On Monday, just hours after “Zero Dark Thirty” missed winning best picture and a clutch of other awards at the Oscars, the Senate Intelligence Committee closed its investigation into contacts between the filmmakers and the CIA, Reuters reported.

(Columbia Pictures/AP)

That quiet punctuation mark ended a noisy past few months, during which committee chairwoman Dianne Feinstein, along with Senate colleagues John McCain and Carl Levin, loudly criticized the film, which dramatizes the 10-year hunt for and assassination of Osama bin Laden. In December, the three senators called “Zero Dark Thirty” “grossly misleading and inaccurate,” accused screenwriter Mark Boal and director Kathryn Bigelow of suggesting that torture led directly to Bin Laden and called on Sony Pictures Entertainment to add a disclaimer to the film emphasizing that torture played no role in the hunt.

The senators’ critique was one of several shots across the bow of a film that became embroiled in an unusually politicized awards season, during which several filmmakers made stops in Washington, politicians dinged movies on accuracy issues and Bill Clinton appeared at the Golden Globes. The Washington-Hollywood nexus reached its apex Sunday night, when first lady Michelle Obama was beamed from the White House announcing best picture winner “Argo” at the Oscars ceremony. (“Zero Dark Thirty” was nominated for five Oscars, including best picture, and won one, for sound editing.)

The Senate intelligence committee began its investigation of the CIA and its contacts with the “Zero Dark Thirty” filmmakers in January December, when it sought documents pertaining to the events depicted in the film. (Boal relied on first-hand accounts from intelligence and military personnel in crafting his script.) As of this writing, it’s not clear what documents the committee members obtained, or why they chose to end the investigation now.
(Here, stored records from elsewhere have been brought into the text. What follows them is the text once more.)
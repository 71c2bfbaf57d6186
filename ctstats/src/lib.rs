//! Conntrack flow statistics collector: periodically dumps the
//! kernel's connection-tracking table, turns entries into directional
//! flow samples, enriches them with neighbor MACs, filters them, and
//! feeds the surviving samples into an external flow-metadata
//! aggregator.

use std::sync::{Arc, Mutex};

use conntrack::{flow::CtFlow, Conntrack, Family};
use futures::TryStreamExt;
use tokio::runtime::Handle;
use tracing::{debug, error, trace, warn};

use aggregator::{
    Aggregator, AggregatorConfig, FlowCounters, FlowKey, ReportType, SharedAggregator,
};
use config::{CollectorConfig, ReportFormat};
use error::Error;
use filter::{FilterRequest, FlowFilter};
use ipc::{IpcBackend, IpcServer, RecvHandler, FLOW_TAGS_ENDPOINT};
use neighbor::{MacAddr, NeighborTable};
use pending::PendingFlows;

pub mod aggregator;
pub mod config;
pub mod error;
pub mod filter;
pub mod ipc;
pub mod neighbor;
pub mod pending;

pub type AggregatorAllocator =
    Box<dyn Fn(&AggregatorConfig) -> Option<Box<dyn Aggregator>> + Send>;

/// External collaborators wired in by the host at init.
pub struct CtStatsDeps {
    pub allocate_aggregator: AggregatorAllocator,
    pub neighbor_table: Arc<dyn NeighborTable + Send + Sync>,
    pub filter_engine: Arc<dyn FlowFilter + Send + Sync>,
    /// `None` when no IPC transport is installed; flow-tag updates are
    /// then silently disabled.
    pub ipc_backend: Option<Box<dyn IpcBackend>>,
    pub handle: Handle,
}

/// Collector state, owned by the host plugin handle.
pub struct CtStats {
    pending: PendingFlows,
    ct_zone: u16,
    collect_filter: Option<String>,
    aggr: SharedAggregator,
    neighbor_table: Arc<dyn NeighborTable + Send + Sync>,
    filter_engine: Arc<dyn FlowFilter + Send + Sync>,
    handle: Handle,
    ipc_server: Option<IpcServer>,
}

impl CtStats {
    /// Brings the collector up: allocates the aggregator, opens the
    /// first accounting window and starts the flow-tag receiver. Any
    /// failure past allocation releases the aggregator again.
    pub fn init(cfg: &CollectorConfig, deps: CtStatsDeps) -> Result<CtStats, Error> {
        deps.filter_engine.init_context(cfg);

        let report_type = match cfg.format {
            ReportFormat::Cumulative => ReportType::Absolute,
            ReportFormat::Delta => ReportType::Relative,
        };
        let aggr_cfg = AggregatorConfig {
            node_id: cfg.node_id.clone(),
            location_id: cfg.location_id.clone(),
            report_type,
            num_windows: 1,
            acc_ttl: 2 * cfg.report_interval,
            report_filter: deps.filter_engine.clone(),
            neighbor_table: deps.neighbor_table.clone(),
        };
        let aggr = (deps.allocate_aggregator)(&aggr_cfg).ok_or_else(|| {
            debug!("aggregator allocation failed");
            Error::AggregatorAlloc
        })?;

        let ct_zone = cfg.ct_zone();
        debug!(ct_zone, "configured zone");

        let mut mgr = CtStats {
            pending: PendingFlows::new(),
            ct_zone,
            collect_filter: None,
            aggr: Arc::new(Mutex::new(aggr)),
            neighbor_table: deps.neighbor_table,
            filter_engine: deps.filter_engine,
            handle: deps.handle,
            ipc_server: None,
        };

        aggregator::activate_window(&mgr.aggr)?;

        mgr.ipc_server = match deps.ipc_backend {
            None => None,
            Some(backend) => {
                let aggr = mgr.aggr.clone();
                let recv: RecvHandler =
                    Box::new(move |buf| aggregator::lock(&aggr).update_from_encoded(buf));
                Some(backend.init_server(FLOW_TAGS_ENDPOINT, &mgr.handle, recv)?)
            }
        };

        Ok(mgr)
    }

    /// Periodic collection: dump both families (a failed family does
    /// not skip the other), pick up the current filter name and flush
    /// everything gathered into the aggregator.
    pub async fn collect_periodic(&mut self, cfg: &CollectorConfig) {
        for family in [Family::Ipv4, Family::Ipv6] {
            if let Err(e) = self.sweep(family).await {
                error!(?family, error = %e, "conntrack flow collection error");
            }
        }
        self.collect_filter = cfg.collect_filter.clone();
        self.add_samples();
    }

    async fn sweep(&mut self, family: Family) -> Result<(), Error> {
        let mut ct = Conntrack::new(self.ct_zone).map_err(Error::Conntrack)?;
        ct.request(family).await.map_err(Error::Conntrack)?;
        // Buffered locally so a failed dump contributes nothing.
        let mut collected = Vec::new();
        while let Some(flows) = ct.try_next().await.map_err(Error::Conntrack)? {
            collected.extend(flows);
        }
        trace!(?family, total = collected.len(), "conntrack flows collected");
        for flow in collected {
            trace!(%flow, "collected");
            self.pending.push(flow);
        }
        Ok(())
    }

    /// Drains the pending list through the enrichment and filter stage
    /// into the aggregator. A rejected submission stops the flush; the
    /// remaining samples of this sweep are discarded.
    fn add_samples(&mut self) {
        let samples = self.pending.drain();
        let total = samples.len();
        let mut sample_count = 0usize;
        let mut aggr = aggregator::lock(&self.aggr);
        for flow in &samples {
            let smac = self.neighbor_table.lookup(&flow.layer3.src_ip);
            if smac.is_none() {
                debug!("failed to get mac for src ip of the flow");
            }
            let dmac = self.neighbor_table.lookup(&flow.layer3.dst_ip);
            if dmac.is_none() {
                debug!("failed to get mac for dst ip of the flow");
            }

            if !self.apply_filter(flow, smac, dmac) {
                continue;
            }

            let key = FlowKey::new(flow, smac, dmac);
            let counters = FlowCounters {
                packets: flow.counters.packets,
                bytes: flow.counters.bytes,
            };
            sample_count += 1;
            if !aggr.add_sample(&key, &counters) {
                warn!("aggregator rejected flow sample");
                break;
            }
        }
        trace!(sample_count, total, "samples submitted");
    }

    fn apply_filter(&self, flow: &CtFlow, smac: Option<MacAddr>, dmac: Option<MacAddr>) -> bool {
        let Some(name) = &self.collect_filter else {
            return true;
        };
        let req = FilterRequest::new(flow, &smac.unwrap_or_default(), &dmac.unwrap_or_default());
        self.filter_engine.apply(name, &req)
    }

    /// Report boundary: close the window, ship the report, open the
    /// next window. Zone changes are accepted only here, never
    /// mid-collection.
    pub fn send_report(&mut self, cfg: &CollectorConfig) {
        let Some(topic) = cfg.mqtt_topic.as_deref() else {
            return;
        };
        self.filter_engine.init_context(cfg);
        aggregator::close_window(&self.aggr);
        aggregator::send_aggr_report(&self.aggr, topic);
        let _ = aggregator::activate_window(&self.aggr);

        let zone = cfg.ct_zone();
        if zone != self.ct_zone {
            self.ct_zone = zone;
            debug!(ct_zone = zone, "updated zone");
        }
    }

    /// Tears the collector down; the aggregator is released with
    /// `self`.
    pub fn close(mut self) {
        debug!("conntrack stats collector stopped");
        aggregator::close_window(&self.aggr);
        if let Some(server) = self.ipc_server.take() {
            server.terminate();
        }
    }
}
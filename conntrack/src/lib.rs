use std::task::Poll;

use error::Error;
use flow::{flows_from_entry, CtFlow};
use futures::Stream;
use message::{CtOp, DumpRequest};
use pin_project_lite::pin_project;
use serde::Serialize;
use socket::{ConntrackSocket, NfConntrackSocket};

pub mod error;
pub mod flow;
pub mod message;
pub mod nlas;
pub mod socket;

pub const AF_INET: u8 = 2;
pub const AF_INET6: u8 = 10;

pin_project! {
    /// One sweep over the kernel's connection-tracking table: request a
    /// dump per family, then stream the flow samples built from each
    /// received batch. The zone filter is fixed for the lifetime of the
    /// sweep.
    pub struct Conntrack<S> {
        #[pin]
        socket: S,
        ct_zone: u16,
    }
}

impl Conntrack<NfConntrackSocket> {
    pub fn new(ct_zone: u16) -> Result<Conntrack<NfConntrackSocket>, Error> {
        let socket = NfConntrackSocket::new()?;
        Ok(Conntrack { socket, ct_zone })
    }
}

impl<S> Conntrack<S>
where
    S: ConntrackSocket,
{
    pub fn with_socket(socket: S, ct_zone: u16) -> Conntrack<S> {
        Conntrack { socket, ct_zone }
    }

    pub async fn request(&mut self, family: Family) -> Result<(), Error> {
        let msg = DumpRequest::new(family).message();
        self.socket.send(msg).await?;
        Ok(())
    }
}

impl<S> Stream for Conntrack<S>
where
    S: ConntrackSocket + Stream<Item = Result<Vec<message::CtNetlinkMessage>, Error>>,
{
    type Item = Result<Vec<CtFlow>, Error>;

    fn poll_next(
        self: std::pin::Pin<&mut Self>,
        cx: &mut std::task::Context<'_>,
    ) -> Poll<Option<Self::Item>> {
        let ct_zone = self.ct_zone;
        match self.project().socket.poll_next(cx) {
            Poll::Ready(Some(Ok(msgs))) => {
                let flows = msgs
                    .iter()
                    .flat_map(|msg| match &msg.op {
                        CtOp::New(nlas) => flows_from_entry(nlas, ct_zone),
                        _ => Vec::new(),
                    })
                    .collect();
                Poll::Ready(Some(Ok(flows)))
            }
            Poll::Ready(Some(Err(e))) => Poll::Ready(Some(Err(e))),
            Poll::Ready(None) => Poll::Ready(None),
            Poll::Pending => Poll::Pending,
        }
    }
}

#[derive(Debug, Clone, Copy, PartialEq, Eq, Default, Serialize)]
pub enum Family {
    #[default]
    Ipv4,
    Ipv6,
}

impl Family {
    pub fn ip_version(&self) -> u8 {
        match self {
            Family::Ipv4 => 4,
            Family::Ipv6 => 6,
        }
    }
}

impl From<Family> for u8 {
    fn from(family: Family) -> Self {
        match family {
            Family::Ipv4 => AF_INET,
            Family::Ipv6 => AF_INET6,
        }
    }
}

impl TryFrom<u8> for Family {
    type Error = Error;

    fn try_from(family: u8) -> Result<Self, Self::Error> {
        match family {
            AF_INET => Ok(Family::Ipv4),
            AF_INET6 => Ok(Family::Ipv6),
            _ => Err(Error::InvalidFamily(family)),
        }
    }
}
use std::io;

use thiserror::Error;

#[derive(Debug, Error)]
pub enum Error {
    #[error("aggregator allocation failed")]
    AggregatorAlloc,
    #[error("aggregator window activation failed")]
    WindowActivation,
    #[error("failed to start flow-tag server: {0}")]
    Ipc(io::Error),
    #[error("conntrack error: {0}")]
    Conntrack(conntrack::error::Error),
}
Update 9:08 p.m.: In a statement released Tuesday night, Sen. Feinstein said that, after receiving the CIA’s response to her initial inquiry about the agency’s interaction with the filmmakers, “I see no need to request further information.” She added that, in a separate letter, “Senators Levin, McCain and I requested the basis for CIA’s view that enhanced interrogation techniques provided some intelligence that led to the killing of Osama bin Laden. The CIA’s response to that letter is forthcoming.”

Although the Reuters report surfaced a day after the Oscars ceremony – suggesting that the political investigation was tied somehow to “Zero Dark Thirty’s” fortunes with the Academy – the Senate committee’s investigation had actually ended weeks earlier, when Sen. Feinstein received documents from the CIA satisfying the intelligence committee’s request.